I decided to start trying to sell some of the vegetables that I am growing in my garden. One reason being to not let any go to waste. Another so that my entire freezer isn't full of zucchini. Then an added benefit would be to make a little money. Something I have not done in over 6 years. I have dedicated my life to taking care of my family for this phase of my life. My goals everyday is that my husband, children and home are properly loved and cared for. I have not even once regreted that decision. Actually quite the opposite. I have seen the rewards for doing just that. I have been blessed enough to reap some of the rewards of what I have sewn.

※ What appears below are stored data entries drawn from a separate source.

//! Storage port - the narrow capability the catalog needs from a store
//!
//! Any document or relational backend can sit behind [`ProductStore`]. The
//! catalog never queries a backend directly; it only calls these methods.

use async_trait::async_trait;
use thiserror::Error;

use crate::models::{NewProduct, Product, ProductChanges, ProductId, ProductQuery};

/// Failure surfaced by a store
#[derive(Debug, Error)]
pub enum StorageError {
    /// A unique constraint rejected the write
    #[error("Duplicate value '{value}' for unique key '{key}'")]
    DuplicateKey { key: &'static str, value: String },

    #[error("MongoDB error: {0}")]
    Mongo(#[from] mongodb::error::Error),

    #[error("Storage backend error: {0}")]
    Backend(String),
}

pub type StorageResult<T> = Result<T, StorageError>;

/// Conjunctive filter over product fields.
///
/// Absent fields impose no constraint; an all-`None` predicate matches
/// every product.
#[derive(Debug, Clone, Default, PartialEq)]
pub struct ProductPredicate {
    pub sku: Option<String>,
    pub category: Option<String>,
    pub brand: Option<String>,
    pub min_price: Option<f64>,
    pub max_price: Option<f64>,
}

impl ProductPredicate {
    pub fn by_sku(sku: impl Into<String>) -> Self {
        Self {
            sku: Some(sku.into()),
            ..Default::default()
        }
    }

    pub fn is_empty(&self) -> bool {
        *self == Self::default()
    }

    /// Evaluate in process, for stores without a query engine
    pub fn matches(&self, product: &Product) -> bool {
        if let Some(ref sku) = self.sku {
            if &product.sku != sku {
                return false;
            }
        }
        if let Some(ref category) = self.category {
            if &product.category != category {
                return false;
            }
        }
        if let Some(ref brand) = self.brand {
            if &product.brand != brand {
                return false;
            }
        }
        if let Some(min) = self.min_price {
            if product.price < min {
                return false;
            }
        }
        if let Some(max) = self.max_price {
            if product.price > max {
                return false;
            }
        }
        true
    }
}

impl From<&ProductQuery> for ProductPredicate {
    fn from(query: &ProductQuery) -> Self {
        Self {
            sku: None,
            category: query.category.clone(),
            brand: query.brand.clone(),
            min_price: query.min_price,
            max_price: query.max_price,
        }
    }
}

/// Storage capability required by the catalog repository.
///
/// Implementations must enforce SKU uniqueness in `insert` themselves and
/// report a collision as [`StorageError::DuplicateKey`]; the service-level
/// pre-check is only a fast path.
#[cfg_attr(test, mockall::automock)]
#[async_trait]
pub trait ProductStore: Send + Sync {
    /// Products matching `predicate`, in the store's natural order
    async fn find_many(
        &self,
        predicate: &ProductPredicate,
        skip: u64,
        limit: u64,
    ) -> StorageResult<Vec<Product>>;

    /// Number of products matching `predicate`
    async fn count(&self, predicate: &ProductPredicate) -> StorageResult<u64>;

    /// First product matching `predicate`
    async fn find_one(&self, predicate: &ProductPredicate) -> StorageResult<Option<Product>>;

    async fn find_by_id(&self, id: &ProductId) -> StorageResult<Option<Product>>;

    /// Persist a new product; the store assigns id and timestamps
    async fn insert(&self, input: NewProduct) -> StorageResult<Product>;

    /// Apply `changes` and return the post-update record, or `None` if absent
    async fn update_by_id(
        &self,
        id: &ProductId,
        changes: ProductChanges,
    ) -> StorageResult<Option<Product>>;

    /// Remove a product; `true` if one existed
    async fn delete_by_id(&self, id: &ProductId) -> StorageResult<bool>;

    /// Full-text match on name and description; ranking is store-defined
    async fn text_search(&self, query: &str, skip: u64, limit: u64)
        -> StorageResult<Vec<Product>>;

    async fn text_search_count(&self, query: &str) -> StorageResult<u64>;
}
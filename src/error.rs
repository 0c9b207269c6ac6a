use thiserror::Error;

#[derive(Debug, Error)]
pub enum AppError {
    #[error("Malformed memory string '{input}': {reason}")]
    MalformedMemoryString { input: String, reason: String },

    #[error("Malformed memory unit '{unit}' in '{input}' (expected one of b, k, m, g)")]
    MalformedMemoryUnit { input: String, unit: char },

    #[error("Memory limit must not be negative, got {0} bytes")]
    NegativeMemoryLimit(i64),

    #[error("Invalid heap ratio '{value}': {reason}")]
    InvalidRatio { value: String, reason: String },

    #[error("Checksum mismatch for {path}: expected {expected}, got {actual}")]
    ChecksumMismatch {
        path: String,
        expected: String,
        actual: String,
    },

    #[error("Download failed: {0}")]
    Download(String),

    #[error("Installation failed: {0}")]
    Install(String),

    #[error("Configuration error: {0}")]
    Config(String),

    #[error("I/O error: {0}")]
    Io(#[from] std::io::Error),
}

impl AppError {
    pub(crate) fn malformed(input: &str, reason: impl Into<String>) -> Self {
        AppError::MalformedMemoryString {
            input: input.to_string(),
            reason: reason.into(),
        }
    }

    pub(crate) fn invalid_ratio(value: impl ToString, reason: impl Into<String>) -> Self {
        AppError::InvalidRatio {
            value: value.to_string(),
            reason: reason.into(),
        }
    }
}

impl From<reqwest::Error> for AppError {
    fn from(err: reqwest::Error) -> Self {
        AppError::Download(err.to_string())
    }
}

impl From<serde_json::Error> for AppError {
    fn from(err: serde_json::Error) -> Self {
        AppError::Config(err.to_string())
    }
}
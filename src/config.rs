use std::path::{Path, PathBuf};

use serde::Deserialize;
use tracing::info;

use crate::error::AppError;
use crate::services::heap_options::MemoryLimit;
use crate::utils::memory::{parse_heap_ratio, DEFAULT_HEAP_RATIO};

/// How the downloaded artifact turns into a JRE on disk
#[derive(Debug, Clone, Copy, Default, PartialEq, Eq, Deserialize)]
#[serde(rename_all = "lowercase")]
pub enum InstallerKind {
    /// Self-extracting installer run with a silent response file
    #[default]
    Binary,
    /// Plain `.tar.gz` archive
    Archive,
}

impl InstallerKind {
    fn from_name(name: &str) -> Result<Self, AppError> {
        match name.to_ascii_lowercase().as_str() {
            "binary" => Ok(InstallerKind::Binary),
            "archive" => Ok(InstallerKind::Archive),
            other => Err(AppError::Config(format!(
                "Unknown installer kind '{}' (expected binary or archive)",
                other
            ))),
        }
    }
}

#[derive(Debug, Clone, PartialEq, Eq, Deserialize)]
pub struct InstallerConfig {
    pub url: String,
    pub sha256: String,
    #[serde(default)]
    pub kind: InstallerKind,
}

/// Optional JSON config file (`jre.json`)
#[derive(Debug, Default, Deserialize)]
#[serde(rename_all = "camelCase", deny_unknown_fields)]
pub struct JreConfig {
    pub memory_limit: Option<MemoryLimit>,
    pub heap_ratio: Option<f64>,
    pub extra_opts: Option<String>,
    pub installer: Option<InstallerConfig>,
}

impl JreConfig {
    pub fn from_file(path: &Path) -> Result<Self, AppError> {
        let content = std::fs::read_to_string(path)?;
        serde_json::from_str(&content).map_err(|e| {
            AppError::Config(format!("Invalid config file {}: {}", path.display(), e))
        })
    }
}

/// Settings loaded from environment variables, completed by the config file
#[derive(Debug, Clone)]
pub struct Settings {
    pub memory_limit: Option<MemoryLimit>,
    pub heap_ratio: Option<String>,
    pub extra_opts: Option<String>,
    pub tmp_dir: String,
    pub install_dir: PathBuf,
    pub cache_dir: PathBuf,
    pub profile_script: PathBuf,
    pub installer: Option<InstallerConfig>,
}

impl Default for Settings {
    fn default() -> Self {
        Self {
            memory_limit: None,
            heap_ratio: None,
            extra_opts: None,
            tmp_dir: "/tmp".into(),
            install_dir: PathBuf::from("./.jre"),
            cache_dir: PathBuf::from("./.jre-cache"),
            profile_script: PathBuf::from("./.profile.d/jre.sh"),
            installer: None,
        }
    }
}

impl Settings {
    pub fn from_env() -> Result<Self, AppError> {
        let defaults = Settings::default();

        let installer = match (
            std::env::var("JRE_INSTALLER_URL").ok(),
            std::env::var("JRE_INSTALLER_SHA256").ok(),
        ) {
            (Some(url), Some(sha256)) => Some(InstallerConfig {
                url,
                sha256,
                kind: std::env::var("JRE_INSTALLER_KIND")
                    .ok()
                    .map(|k| InstallerKind::from_name(&k))
                    .transpose()?
                    .unwrap_or_default(),
            }),
            (Some(_), None) => {
                return Err(AppError::Config(
                    "JRE_INSTALLER_URL is set but JRE_INSTALLER_SHA256 is missing".into(),
                ))
            }
            _ => None,
        };

        Ok(Self {
            memory_limit: std::env::var("MEMORY_LIMIT").ok().map(MemoryLimit::from),
            heap_ratio: std::env::var("JRE_HEAP_RATIO").ok(),
            extra_opts: std::env::var("JRE_EXTRA_OPTS").ok(),
            tmp_dir: std::env::var("TMPDIR").unwrap_or(defaults.tmp_dir),
            install_dir: std::env::var("JRE_INSTALL_DIR")
                .map(PathBuf::from)
                .unwrap_or(defaults.install_dir),
            cache_dir: std::env::var("JRE_CACHE_DIR")
                .map(PathBuf::from)
                .unwrap_or(defaults.cache_dir),
            profile_script: std::env::var("JRE_PROFILE_SCRIPT")
                .map(PathBuf::from)
                .unwrap_or(defaults.profile_script),
            installer,
        })
    }

    /// Environment first, then the config file at `config_path` if it exists.
    pub fn load(config_path: Option<&Path>) -> Result<Self, AppError> {
        let mut settings = Self::from_env()?;

        let path = config_path
            .map(Path::to_path_buf)
            .or_else(|| std::env::var("JRE_CONFIG").ok().map(PathBuf::from))
            .unwrap_or_else(|| PathBuf::from("jre.json"));

        if path.exists() {
            info!("Loading config file {}", path.display());
            settings.merge(JreConfig::from_file(&path)?);
        } else if config_path.is_some() {
            return Err(AppError::Config(format!(
                "Config file {} not found",
                path.display()
            )));
        }

        Ok(settings)
    }

    /// Fill unset values from the config file. Environment values win.
    pub fn merge(&mut self, file: JreConfig) {
        if self.memory_limit.is_none() {
            self.memory_limit = file.memory_limit;
        }
        if self.heap_ratio.is_none() {
            self.heap_ratio = file.heap_ratio.map(|r| r.to_string());
        }
        if self.extra_opts.is_none() {
            self.extra_opts = file.extra_opts;
        }
        if self.installer.is_none() {
            self.installer = file.installer;
        }
    }

    /// Configured heap ratio, not yet range-checked.
    pub fn heap_ratio(&self) -> Result<f64, AppError> {
        match &self.heap_ratio {
            Some(raw) => parse_heap_ratio(raw),
            None => Ok(DEFAULT_HEAP_RATIO),
        }
    }
}

#[cfg(test)]
mod tests {
    use super::*;
    use std::io::Write;

    #[test]
    fn heap_ratio_defaults_to_three_quarters() {
        let settings = Settings::default();
        assert_eq!(settings.heap_ratio().unwrap(), 0.75);
    }

    #[test]
    fn non_numeric_heap_ratio_is_rejected() {
        let settings = Settings {
            heap_ratio: Some("lots".into()),
            ..Settings::default()
        };
        assert!(matches!(
            settings.heap_ratio(),
            Err(AppError::InvalidRatio { .. })
        ));
    }

    #[test]
    fn environment_wins_over_config_file() {
        let mut settings = Settings {
            memory_limit: Some(MemoryLimit::from("1g")),
            ..Settings::default()
        };
        settings.merge(JreConfig {
            memory_limit: Some(MemoryLimit::from("4g")),
            heap_ratio: Some(0.5),
            extra_opts: Some("-XX:+UseG1GC".into()),
            installer: None,
        });

        assert_eq!(settings.memory_limit, Some(MemoryLimit::from("1g")));
        assert_eq!(settings.heap_ratio().unwrap(), 0.5);
        assert_eq!(settings.extra_opts.as_deref(), Some("-XX:+UseG1GC"));
    }

    #[test]
    fn config_file_is_parsed() {
        let mut file = tempfile::NamedTempFile::new().unwrap();
        write!(
            file,
            r#"{{
                "memoryLimit": 536870912,
                "heapRatio": 0.6,
                "installer": {{ "url": "https://example.com/jre.tar.gz", "sha256": "abc", "kind": "archive" }}
            }}"#
        )
        .unwrap();

        let config = JreConfig::from_file(file.path()).unwrap();
        assert_eq!(config.memory_limit, Some(MemoryLimit::Bytes(536_870_912)));
        assert_eq!(config.heap_ratio, Some(0.6));
        let installer = config.installer.unwrap();
        assert_eq!(installer.kind, InstallerKind::Archive);
        assert_eq!(installer.url, "https://example.com/jre.tar.gz");
    }

    #[test]
    fn config_file_rejects_unknown_keys() {
        let mut file = tempfile::NamedTempFile::new().unwrap();
        write!(file, r#"{{ "heapRatoi": 0.6 }}"#).unwrap();
        assert!(matches!(
            JreConfig::from_file(file.path()),
            Err(AppError::Config(_))
        ));
    }

    #[test]
    fn installer_kind_defaults_to_binary() {
        let installer: InstallerConfig =
            serde_json::from_str(r#"{ "url": "https://example.com/ibm-jre.bin", "sha256": "abc" }"#)
                .unwrap();
        assert_eq!(installer.kind, InstallerKind::Binary);
        assert!(InstallerKind::from_name("ARCHIVE").is_ok());
        assert!(InstallerKind::from_name("rpm").is_err());
    }
}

Though the idea of making money is always appealing. Money will not ever be choosen over my families well being. I do all I can to pinch pennies where ever I can. I figure a penny saved is as good as a penny earned. My dream though is to have a business that my entire family can do together. No not one that will soley support our family but that will help. So this is the start of that endeavour. As the idea came to me. I found myself looking for approval from others that it was a good idea. Why? Maybe then it wouldn't be only my bad idea??? Who knows. It also took longer for me to get the stand going than what it was supposed to. I think the perfectionist in me was afraid of failing. Not that anything was going to be lost. What is the worst that could happen. No one stop and I bring in my vegetables and freeze them just like I would have had I not put them out.
It just makes me wonder how many times fear keeps us from doing something.